> [Goal of the exercise]:
Each line in the entries below that holds the word "environment" belongs in the answer.

> [Saved entries]:

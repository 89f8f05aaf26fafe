use std::path::PathBuf;
use std::time::Duration;

use bugboard_core::error::CoreError;

/// Default backend URL, matching the development server.
pub const DEFAULT_API_URL: &str = "http://localhost:8080";

/// Client configuration loaded from environment variables.
///
/// All fields have defaults suitable for local development.
#[derive(Debug, Clone, PartialEq)]
pub struct ClientConfig {
    /// Backend base URL without a trailing slash.
    pub api_url: String,
    /// Per-request timeout in seconds (default: `30`).
    pub timeout_secs: u64,
    /// Where the session token and user are persisted between runs.
    pub session_file: PathBuf,
}

impl Default for ClientConfig {
    fn default() -> Self {
        Self {
            api_url: DEFAULT_API_URL.to_string(),
            timeout_secs: 30,
            session_file: PathBuf::from(".bugboard-session.json"),
        }
    }
}

impl ClientConfig {
    /// Load configuration from the process environment.
    ///
    /// | Env Var                 | Default                  |
    /// |-------------------------|--------------------------|
    /// | `BUGBOARD_API_URL`      | `http://localhost:8080`  |
    /// | `BUGBOARD_TIMEOUT_SECS` | `30`                     |
    /// | `BUGBOARD_SESSION_FILE` | `.bugboard-session.json` |
    pub fn from_env() -> Result<Self, CoreError> {
        Self::from_lookup(|key| std::env::var(key).ok())
    }

    /// Load configuration through an arbitrary variable lookup.
    pub fn from_lookup(lookup: impl Fn(&str) -> Option<String>) -> Result<Self, CoreError> {
        let defaults = Self::default();

        let api_url = lookup("BUGBOARD_API_URL")
            .map(|v| normalize_url(&v))
            .transpose()?
            .unwrap_or(defaults.api_url);

        let timeout_secs = match lookup("BUGBOARD_TIMEOUT_SECS") {
            Some(raw) => raw.trim().parse::<u64>().map_err(|_| {
                CoreError::Validation(format!(
                    "BUGBOARD_TIMEOUT_SECS must be a whole number of seconds, got '{raw}'"
                ))
            })?,
            None => defaults.timeout_secs,
        };

        let session_file = lookup("BUGBOARD_SESSION_FILE")
            .filter(|v| !v.trim().is_empty())
            .map(PathBuf::from)
            .unwrap_or(defaults.session_file);

        Ok(Self {
            api_url,
            timeout_secs,
            session_file,
        })
    }

    pub fn timeout(&self) -> Duration {
        Duration::from_secs(self.timeout_secs)
    }
}

/// Validate a base URL and strip any trailing slash.
pub fn normalize_url(raw: &str) -> Result<String, CoreError> {
    let trimmed = raw.trim().trim_end_matches('/');
    let parsed = reqwest::Url::parse(trimmed)
        .map_err(|e| CoreError::Validation(format!("Invalid API URL '{raw}': {e}")))?;
    if !matches!(parsed.scheme(), "http" | "https") {
        return Err(CoreError::Validation(format!(
            "API URL must use http or https, got '{raw}'"
        )));
    }
    Ok(trimmed.to_string())
}
//! Stateful views over the API client.
//!
//! Each view owns the last snapshot it fetched and re-reads it from the
//! server after every mutation; nothing is updated optimistically.

pub mod account;
pub mod board;
pub mod moderation;
pub mod profile;
pub mod thread;

use bugboard_core::bug::{Bug, BugUpdate};
use bugboard_core::moderation::edits_as_moderator;
use bugboard_core::policy;
use bugboard_core::user::{acting_user, User};
use bugboard_events::{ClientEvent, EventBus};

use crate::api::BugBoardApi;
use crate::error::ApiResult;

pub use account::{AccountView, Registration};
pub use board::{BugBoard, BugReport};
pub use moderation::ModerationDesk;
pub use profile::{ProfileSnapshot, ProfileView};
pub use thread::{BugThread, ThreadSnapshot, VoteOutcome};

/// The signed-in user, or an unauthorized error naming `action`.
pub(crate) fn signed_in(api: &BugBoardApi, action: &str) -> ApiResult<User> {
    let session = api.session().current();
    let user = policy::require_user(acting_user(session.as_ref()), action)?;
    Ok(user.clone())
}

/// Save an edit of `bug`, routing moderator edits of other users' bugs
/// through the moderation endpoint.
pub(crate) async fn save_bug(
    api: &BugBoardApi,
    user: &User,
    bug: &Bug,
    update: &BugUpdate,
) -> ApiResult<()> {
    policy::require(policy::can_edit_bug(Some(user), bug), "edit this bug")?;
    update.validate()?;
    if edits_as_moderator(user, bug) {
        tracing::info!(bug_id = bug.id, moderator_id = %user.id, status = %update.status, "Moderator editing bug");
        api.moderate_bug(bug.id, &user.id, update).await
    } else {
        tracing::info!(bug_id = bug.id, user_id = %user.id, status = %update.status, "Editing bug");
        api.update_bug(bug.id, &user.id, update).await
    }
}

/// Delete `bug` and tell every other view to drop it.
pub(crate) async fn remove_bug(
    api: &BugBoardApi,
    bus: &EventBus,
    user: &User,
    bug: &Bug,
) -> ApiResult<()> {
    policy::require(policy::can_delete_bug(Some(user), bug), "delete this bug")?;
    api.delete_bug(bug.id, &user.id).await?;
    tracing::info!(bug_id = bug.id, user_id = %user.id, "Bug deleted");
    bus.publish(ClientEvent::BugRemoved { bug_id: bug.id });
    Ok(())
}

> [Task result]:
/// Client configuration loaded from environment variables.
    /// Load configuration from the process environment.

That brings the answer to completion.